So... Where do you get your news?

Since I’m allergic to TV and find newspapers unwieldly and a fire hazard, I get almost all of my news online. A lot of news I get here, and if it piques my interest, I run to one of my bookmarked online newspapers and read more about it.

What are your main sources of news?

I read The Guardian (a UK broadsheet newspaper) either online or in print six days a week. At work I use the Press Association’s Ananova website and the BBC News website for rolling news. I often catch Sky News on TV in the morning before leaving for work. I also look at some more specialised IT and media news websites about once or twice a week.

I get almost all my news from BBC News Online. It’s a good reliable service.

The Denver Post and the Boulder Daily Camera. I have severe withdrawl symptoms if the paper is late. I just love the moment of opening the newspaper with a cup of coffee in the morning. The Sunday NY Times is a gift from heaven.

During the workday, I check CNN.com and Yahoo, as well as The Straight Dope. I never watch TV news, unless there is a breaking story.

Washington Post Online and CNN. I subscribe to CNN’s News Alerts service, too (free).

Fark.com but it’s offline so much these days. Could I take this opportunity to ask if anyone knows why? It’s down right now and has been for about a week.

It used to be MSNBC.com or CNN.com, until I suffered from complete news burnout around the middle of February.

I now read no news, listen to no news, surf no news. I am in a much better frame of mind mentally, because of this.

CBC mails me news a couple of times per day. When following an item, I browse the BBC and WorldNews.

For TV, the best news is “This Hour has 22 Minutes”, though it isn’t really a news show.

Here.

TV’s broke, and I’m never really interested in news, anyways. Anything really important that I really need to know will be discussed here anyways.

Of course, it helps that I’m a teen fresh out of middle school…

The BBC News, here, or on CNN.

Certainly this site is the most important to me. The SDMB reporters give us updated info and commentary on news from around the world, pretty much in real time.

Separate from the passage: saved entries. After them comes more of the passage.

// # ipam-core
//
// Core library for tracking ownership of individual IP addresses drawn
// from administrator-supplied CIDR ranges.
//
// ## Architecture Overview
//
// - **AddressStore**: Trait for durable keyed storage of address records
// - **MemoryAddressStore / FileAddressStore**: Bundled store implementations
// - **AddressPool**: CIDR expansion and the acquire/release state machine
//
// ## Design Principles
//
// 1. **Stateless Pool**: All durable state lives behind `AddressStore`
// 2. **Insert-Only Registration**: Re-registering a range never resets a record
// 3. **Guarded Acquire**: Concurrent acquires on one address yield one winner
// 4. **Library-First**: Transports are thin shims over `AddressPool`

pub mod config;
pub mod error;
pub mod model;
pub mod pool;
pub mod store;
pub mod traits;

// Re-export core types for convenience
pub use config::{IpamConfig, PoolConfig, StoreConfig};
pub use error::{Error, Result};
pub use model::{Address, AddressStatus};
pub use pool::AddressPool;
pub use store::{FileAddressStore, MemoryAddressStore, open_store};
pub use traits::{AddressStore, SwapOutcome};
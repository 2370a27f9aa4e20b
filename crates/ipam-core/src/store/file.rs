// # File Address Store
//
// File-based implementation of AddressStore with crash recovery.
//
// ## Purpose
//
// Provides persistent address records across daemon restarts and crashes.
//
// ## Crash Recovery
//
// - Atomic writes: Uses write-then-rename for atomicity
// - Corruption detection: Validates JSON on load
// - Automatic backup: Keeps <path>.backup of last known good state
// - Recovery: Falls back to backup if corruption detected
//
// ## Batch Atomicity
//
// Every mutation is written through before the call returns. If the write
// fails, the in-memory table is rolled back to its state before the call,
// so a registered range is either fully visible or not at all.
//
// ## File Format
//
// ```json
// {
//   "version": "1.0",
//   "addresses": [
//     { "ip": "1.1.1.0", "status": "available" },
//     { "ip": "1.1.1.1", "status": "acquired" }
//   ]
// }
// ```

use async_trait::async_trait;
use std::path::{Path, PathBuf};
use tokio::fs;
use tokio::io::AsyncWriteExt;
use tokio::sync::RwLock;

use super::AddressTable;
use crate::Error;
use crate::model::Address;
use crate::traits::{AddressStore, SwapOutcome};

/// Store file format version
const STORE_FILE_VERSION: &str = "1.0";

/// File-based address store with crash recovery
///
/// # Example
///
/// ```rust,no_run
/// use ipam_core::{Address, AddressStore, FileAddressStore};
///
/// #[tokio::main]
/// async fn main() -> Result<(), Box<dyn std::error::Error>> {
///     let store = FileAddressStore::new("/var/lib/ipam/addresses.json").await?;
///
///     // Atomically written to disk before returning
///     store.save_all_new(&[Address::available("10.0.0.1")]).await?;
///
///     Ok(())
/// }
/// ```
#[derive(Debug)]
pub struct FileAddressStore {
    path: PathBuf,
    table: RwLock<AddressTable>,
}

/// Serializable store file format
#[derive(Debug, Clone, serde::Serialize, serde::Deserialize)]
struct StoreFileFormat {
    version: String,
    addresses: Vec<Address>,
}

impl FileAddressStore {
    /// Create or load a file address store
    ///
    /// This will:
    /// 1. Create parent directories if needed
    /// 2. Try to load the existing store file
    /// 3. If corruption is detected, try to load from backup
    /// 4. If both fail, start with an empty store
    pub async fn new<P: AsRef<Path>>(path: P) -> Result<Self, Error> {
        let path = path.as_ref().to_path_buf();

        if let Some(parent) = path.parent()
            && !parent.as_os_str().is_empty()
            && !parent.exists()
        {
            fs::create_dir_all(parent).await.map_err(|e| {
                Error::config(format!(
                    "Failed to create store directory {}: {}",
                    parent.display(),
                    e
                ))
            })?;
        }

        let records = Self::load_with_recovery(&path).await?;

        Ok(Self {
            path,
            table: RwLock::new(AddressTable::from_records(records)),
        })
    }

    /// Load records with automatic recovery from the backup file
    async fn load_with_recovery(path: &Path) -> Result<Vec<Address>, Error> {
        let e = match Self::load(path).await {
            Ok(records) => {
                tracing::debug!("Loaded address store: {} records", records.len());
                return Ok(records);
            }
            Err(Error::Json(e)) => e,
            Err(other) => return Err(other),
        };

        tracing::warn!(
            "Store file {} appears corrupted: {}. Attempting recovery from backup.",
            path.display(),
            e
        );

        let backup_path = Self::backup_path(path);
        if !backup_path.exists() {
            tracing::warn!("No backup file found. Starting with empty store.");
            return Ok(Vec::new());
        }

        match Self::load(&backup_path).await {
            Ok(records) => {
                tracing::info!("Recovered store from backup: {} records", records.len());
                if let Err(restore_err) = fs::copy(&backup_path, path).await {
                    tracing::error!(
                        "Failed to restore store file from backup: {}",
                        restore_err
                    );
                }
                Ok(records)
            }
            Err(backup_err) => {
                tracing::error!(
                    "Backup also unreadable: {}. Starting with empty store.",
                    backup_err
                );
                Ok(Vec::new())
            }
        }
    }

    /// Load records from a store file; JSON problems surface as `Error::Json`
    async fn load(path: &Path) -> Result<Vec<Address>, Error> {
        if !path.exists() {
            tracing::debug!("Store file does not exist: {}", path.display());
            return Ok(Vec::new());
        }

        let content = fs::read_to_string(path).await.map_err(|e| {
            Error::store(format!("Failed to read store file {}: {}", path.display(), e))
        })?;

        let store_file: StoreFileFormat = serde_json::from_str(&content)?;

        if store_file.version != STORE_FILE_VERSION {
            tracing::warn!(
                "Store file version mismatch: expected {}, got {}. Attempting to load anyway.",
                STORE_FILE_VERSION,
                store_file.version
            );
        }

        Ok(store_file.addresses)
    }

    /// Write the table to disk atomically (temp file + rename)
    async fn write(&self, table: &AddressTable) -> Result<(), Error> {
        let store_file = StoreFileFormat {
            version: STORE_FILE_VERSION.to_string(),
            addresses: table.records().to_vec(),
        };

        let json = serde_json::to_string_pretty(&store_file)
            .map_err(|e| Error::store(format!("Failed to serialize store: {}", e)))?;

        let temp_path = self.temp_path();
        {
            let mut file = fs::File::create(&temp_path).await.map_err(|e| {
                Error::store(format!(
                    "Failed to create temp file {}: {}",
                    temp_path.display(),
                    e
                ))
            })?;

            file.write_all(json.as_bytes()).await.map_err(|e| {
                Error::store(format!(
                    "Failed to write to temp file {}: {}",
                    temp_path.display(),
                    e
                ))
            })?;

            file.sync_all().await.map_err(|e| {
                Error::store(format!(
                    "Failed to sync temp file {}: {}",
                    temp_path.display(),
                    e
                ))
            })?;
        }

        if self.path.exists() {
            let backup_path = Self::backup_path(&self.path);
            if let Err(e) = fs::copy(&self.path, &backup_path).await {
                tracing::warn!("Failed to create backup: {}", e);
            }
        }

        fs::rename(&temp_path, &self.path).await.map_err(|e| {
            Error::store(format!(
                "Failed to rename {} to {}: {}",
                temp_path.display(),
                self.path.display(),
                e
            ))
        })?;

        tracing::trace!("Address store written to {}", self.path.display());
        Ok(())
    }

    /// Apply `change` and write through; rolls the table back if the write fails
    ///
    /// `change` returns its result plus whether anything was modified.
    async fn write_through<T>(
        &self,
        change: impl FnOnce(&mut AddressTable) -> (T, bool),
    ) -> Result<T, Error> {
        let mut guard = self.table.write().await;
        let snapshot = guard.clone();

        let (out, modified) = change(&mut *guard);
        if !modified {
            return Ok(out);
        }

        if let Err(e) = self.write(&*guard).await {
            *guard = snapshot;
            tracing::error!("Address store write failed, change rolled back: {}", e);
            return Err(e);
        }
        Ok(out)
    }

    fn temp_path(&self) -> PathBuf {
        Self::suffixed_path(&self.path, ".tmp")
    }

    fn backup_path(path: &Path) -> PathBuf {
        Self::suffixed_path(path, ".backup")
    }

    /// `path` with `suffix` appended to the full file name (`a.json` -> `a.json.tmp`)
    fn suffixed_path(path: &Path, suffix: &str) -> PathBuf {
        let mut name = path.as_os_str().to_owned();
        name.push(suffix);
        PathBuf::from(name)
    }
}

#[async_trait]
impl AddressStore for FileAddressStore {
    async fn find_all(&self) -> Result<Vec<Address>, Error> {
        let guard = self.table.read().await;
        Ok(guard.records().to_vec())
    }

    async fn find_by_ip(&self, ip: &str) -> Result<Option<Address>, Error> {
        let guard = self.table.read().await;
        Ok(guard.get(ip).cloned())
    }

    async fn save(&self, address: &Address) -> Result<Address, Error> {
        self.write_through(|table| (table.upsert(address), true))
            .await
    }

    async fn save_all_new(&self, addresses: &[Address]) -> Result<Vec<Address>, Error> {
        self.write_through(|table| {
            let (stored, inserted) = table.insert_new(addresses);
            (stored, inserted > 0)
        })
        .await
    }

    async fn compare_and_swap(
        &self,
        expected: &Address,
        updated: &Address,
    ) -> Result<SwapOutcome, Error> {
        self.write_through(|table| {
            let outcome = table.compare_and_swap(expected, updated);
            let swapped = matches!(outcome, SwapOutcome::Swapped(_));
            (outcome, swapped)
        })
        .await
    }

    async fn flush(&self) -> Result<(), Error> {
        let guard = self.table.read().await;
        self.write(&*guard).await
    }
}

I first heard about Sept. 11 here. I first heard about that plane crash in Germany here. And a few other events that I don’t recall.

I also enjoy BBC news, CNN and Slate.com. canada.com is another good one. Sparse but from a north of the border point of view.

www.bloomberg.com

It’s what the financial world lives off of. Good straight reporting. Newswire stuff. It can keep you up to date with important stuff in just 15 minutes a day.

BBC and CNN on TV, plus the morning talk-news my wife listens to.

Online, I give The Daily Yomiuri, The Mainichi Daily News and Japan Today a quick scan.

I also read the dead tree editions of The Japan Times and The International Herald Tribune when I have a long train ride, but they’re not my usual news source.

National and International News - The Washington Post
Local News - The Richmond Times-Disgrace and local TV

I’m a yellow-dog, libral Democrat so I also read the Op-Ed pieces in the Times-Disgrace to see what the crackpot right is thinking.

The local PBS station carries the BBC News in the evenings and I like to watch that for a different perspective.

I can’t believe no one has mentioned The Onion or The Daily Show with Jon Stewart on Comedy Central.

Definitely the most read website (or close to it with 4 million hits a day) is Drudge Report www.drudgereport.com ,which pulls tons of stuff from WashingtonPost, CNN, BBCNews, etc. and posts it almost realtime. Matt Drudge, owner and poster on the site, actually is credited with breaking the Monica Lewinsky scandal, among many other things. Check it out.

Hm, The Drudge Report gets more hits than CNN? Cite?